Drew BarontiniProduct Director at Differential

Working Smarter


February 04, 2020

Reading Time

2 min.

At the beginning of 2017, I had just left a job of 5+ years, I was exploring new opportunities, and I decided to spend some time building things — all those ideas sitting in the closet to be taken out, dusted, and put out bare in front of me. But that led me to a realization about the amount of time necessary to spend working before you hit diminishing returns. It taught me the value of working smarter and not harder.

So I worked. And then I stopped to eat and drink. And then I worked again. And then I stopped to go to sleep. And then I worked again. And this pattern repeated until I felt "burnt-out" — that is, like I had mentally and physically exhausted myself to the point of zero motivation to carry on.

But I did. I kept working — writing code, designing, building "things". But then I eventually realized my output was not matching the input. In other words, I wasn't getting out as much as I was putting in (in terms of time).

Fast-forward a bit and I found a new job working remotely as a developer for a new company. I slowed down some, but I pushed forward on a few lingering products I had started before the new gig. But they were wearing me down.
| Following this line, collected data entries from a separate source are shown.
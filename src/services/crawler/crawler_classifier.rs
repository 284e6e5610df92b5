//! # 크롤러 판별기
//!
//! User-Agent 문자열만으로 요청자가 크롤러/링크 미리보기 봇인지,
//! 사람의 브라우저인지 판별합니다.
//!
//! ## 판별 순서
//!
//! 먼저 일치하는 규칙이 최종 결과가 됩니다.
//!
//! ```text
//! User-Agent
//!     │
//!     ├─ 빈 문자열 ─────────────────────► 사람
//!     ├─ 인앱 브라우저 허용 목록 일치 ──────► 사람 (이후 규칙 무시)
//!     ├─ 스크랩/미리보기 봇 목록 일치 ─────► 크롤러
//!     └─ 범용 봇 시그니처 검사 ───────────► 그 결과
//! ```
//!
//! 카카오톡 인앱 브라우저(`KAKAOTALK/10.4.3`)는 범용 봇 검사에서 봇으로 오인될 수 있어
//! 허용 목록이 가장 먼저 적용됩니다. 반면 카카오톡 링크 미리보기 봇은 `kakaotalk-scrap`
//! 시그니처로 크롤러로 판별됩니다.

use log::debug;
use regex::{RegexSet, RegexSetBuilder};
use crate::core::errors::{AppError, AppResult};

/// 기본 스크랩/미리보기 봇 패턴
pub const DEFAULT_BOT_PATTERNS: [&str; 11] = [
    "kakaotalk-scrap",
    "facebookexternalhit",
    "Slackbot-LinkExpanding",
    "Slack-ImgProxy",
    "Discordbot",
    "WhatsApp",
    "TelegramBot",
    "SkypeUriPreview",
    "Pinterest",
    "Line/",
    "Viber",
];

/// 기본 인앱 브라우저(사람) 패턴
pub const DEFAULT_HUMAN_PATTERNS: [&str; 1] = [r"KAKAOTALK/\d"];

/// 범용 봇 시그니처 검사기
///
/// 기본 구현은 `isbot` 크레이트이며, 테스트에서는 임의의 구현으로 교체할 수 있습니다.
pub trait BotSignatureDetector: Send + Sync {
    fn is_bot(&self, user_agent: &str) -> bool;
}

impl BotSignatureDetector for isbot::Bots {
    fn is_bot(&self, user_agent: &str) -> bool {
        isbot::Bots::is_bot(self, user_agent)
    }
}

/// 컴파일된 크롤러 판별 규칙
///
/// 모든 패턴은 대소문자를 구분하지 않는 정규식입니다.
/// 시작 시 한 번 만들어지며 이후 변경되지 않습니다.
#[derive(Debug, Clone)]
pub struct CrawlerRules {
    human_patterns: RegexSet,
    bot_patterns: RegexSet,
}

impl CrawlerRules {
    /// 기본 테이블에 추가 패턴을 덧붙여 규칙을 만듭니다.
    ///
    /// # Errors
    ///
    /// * `AppError::ConfigError` - 정규식으로 컴파일할 수 없는 패턴이 있는 경우
    ///
    /// # Examples
    ///
    /// ```rust,ignore
    /// let rules = CrawlerRules::with_extra(
    ///     &["Yeti".to_string()],
    ///     &[],
    /// )?;
    /// ```
    pub fn with_extra(extra_bot: &[String], extra_human: &[String]) -> AppResult<Self> {
        let human = DEFAULT_HUMAN_PATTERNS
            .iter()
            .map(|p| p.to_string())
            .chain(extra_human.iter().cloned());
        let bot = DEFAULT_BOT_PATTERNS
            .iter()
            .map(|p| p.to_string())
            .chain(extra_bot.iter().cloned());

        Ok(Self {
            human_patterns: compile(human, "사람")?,
            bot_patterns: compile(bot, "봇")?,
        })
    }

    /// 기본 테이블만 사용하는 규칙
    pub fn new() -> AppResult<Self> {
        Self::with_extra(&[], &[])
    }

    pub fn pattern_counts(&self) -> (usize, usize) {
        (self.human_patterns.len(), self.bot_patterns.len())
    }
}

fn compile(patterns: impl Iterator<Item = String>, kind: &str) -> AppResult<RegexSet> {
    let patterns: Vec<String> = patterns.collect();

    RegexSetBuilder::new(&patterns)
        .case_insensitive(true)
        .build()
        .map_err(|e| AppError::ConfigError(format!("잘못된 {} 패턴: {}", kind, e)))
}

/// 크롤러 판별기
pub struct CrawlerClassifier {
    rules: CrawlerRules,
    detector: Box<dyn BotSignatureDetector>,
}

impl CrawlerClassifier {
    pub fn new(rules: CrawlerRules, detector: Box<dyn BotSignatureDetector>) -> Self {
        Self { rules, detector }
    }

    /// `isbot` 기본 시그니처를 사용하는 판별기
    pub fn with_default_detector(rules: CrawlerRules) -> Self {
        Self::new(rules, Box::new(isbot::Bots::default()))
    }

    /// User-Agent가 크롤러인지 판별합니다.
    ///
    /// # Examples
    ///
    /// ```rust,ignore
    /// let classifier = CrawlerClassifier::with_default_detector(CrawlerRules::new()?);
    ///
    /// assert!(classifier.is_crawler("facebookexternalhit/1.1"));
    /// assert!(!classifier.is_crawler("Mozilla/5.0 ... KAKAOTALK/10.4.3"));
    /// assert!(!classifier.is_crawler(""));
    /// ```
    pub fn is_crawler(&self, user_agent: &str) -> bool {
        if user_agent.is_empty() {
            return false;
        }

        if self.rules.human_patterns.is_match(user_agent) {
            debug!("🙋 인앱 브라우저로 판별: {}", user_agent);
            return false;
        }

        if self.rules.bot_patterns.is_match(user_agent) {
            debug!("🤖 미리보기 봇으로 판별: {}", user_agent);
            return true;
        }

        let verdict = self.detector.is_bot(user_agent);
        debug!("🔎 범용 봇 검사 결과 {}: {}", verdict, user_agent);
        verdict
    }
}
And then I read a book called "Essentialism" by Greg McKeown. This book drastically changed how I thought about the things I was spending my time on. The book's primary point is we need to focus on the most essential activities — those activities that provide the most value.
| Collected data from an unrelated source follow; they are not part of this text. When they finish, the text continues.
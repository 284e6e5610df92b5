//! 퀴즈 상세 요청/응답 DTO

use serde::{Deserialize, Serialize};
use crate::domain::locale::Locale;

/// 퀴즈 상세 페이지의 라우트 변형
///
/// 같은 페이지가 여러 URL 형태로 노출되어 왔기 때문에,
/// 변형에 따라 canonical 경로와 리다이렉트 경로 형식이 달라집니다.
#[derive(Debug, Clone, Copy, PartialEq, Eq)]
pub enum RouteVariant {
    /// `/{locale}/quiz-detail/{id}` (현재 형식)
    Localized,
    /// `/quiz-detail/{id}`, `/explore/detail/{id}` (로케일 없는 구형식)
    Legacy,
}

impl RouteVariant {
    /// 이 변형의 canonical 경로를 생성합니다.
    ///
    /// `id`는 경로 세그먼트 하나로 퍼센트 인코딩됩니다.
    ///
    /// # Examples
    ///
    /// ```rust,ignore
    /// assert_eq!(RouteVariant::Localized.path(Locale::En, "42"), "/en/quiz-detail/42");
    /// assert_eq!(RouteVariant::Legacy.path(Locale::Ko, "42"), "/explore/detail/42");
    /// ```
    pub fn path(&self, locale: Locale, id: &str) -> String {
        let id = urlencoding::encode(id);
        match self {
            RouteVariant::Localized => format!("/{}/quiz-detail/{}", locale, id),
            RouteVariant::Legacy => format!("/explore/detail/{}", id),
        }
    }
}

/// `/{locale}/quiz-detail/{id}` 경로 파라미터
#[derive(Debug, Deserialize)]
pub struct LocalizedQuizPath {
    pub locale: String,
    pub id: String,
}

/// 퀴즈 상세 요청
///
/// 핸들러가 라우트와 헤더에서 읽은 값을 정규화하여 서비스 계층에 넘깁니다.
#[derive(Debug, Clone)]
pub struct QuizDetailRequest {
    pub locale: Locale,
    /// 업스트림 API에 그대로 전달되는 불투명 문서 식별자
    pub id: String,
    /// User-Agent 헤더 (없으면 빈 문자열)
    pub user_agent: String,
    pub variant: RouteVariant,
}

/// `/api/v1/crawler-check` 응답
#[derive(Debug, Serialize, Deserialize)]
#[serde(rename_all = "camelCase")]
pub struct CrawlerCheckResponse {
    pub user_agent: String,
    pub is_crawler: bool,
}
That's when I realized how little I was doing that. Sure, I was creating a lot, but I wasn't creating and spending time on the things I really cared about.
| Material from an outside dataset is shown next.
//! 도메인 엔티티 모듈
//!
//! 업스트림 콘텐츠 API에서 읽어오는 문서와 퀴즈 엔티티를 정의합니다.

pub mod document;

pub use document::{Document, Quiz, QuizType};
I'm not going to lie, though. It was hard. It was hard because it meant saying "no" to things. It meant telling people I cared about that I can no longer do this. It meant dropping some things I believed in, but just didn't have the time or energy for.

It changed everything for me. "Essentialism" is now a Core Value of mine. Every task or thing I work on needs to be of the most value (within reason), and tied to something larger that I care about. Time is far too short to focus on anything less.

And that's why it's more important to focus on working smarter than harder. Don't brute-force a solution to your problems. When you hit a wall, don't just keep walking into it. Think about how you can spend less time doing things to net more value. How can I take one step forward to reach this goal I've set for myself? How can I do more with less? These are the questions I ask myself now, and it's incredibly freeing. Yes, it means that you will have to say "no" to things, let people down, and miss opportunities.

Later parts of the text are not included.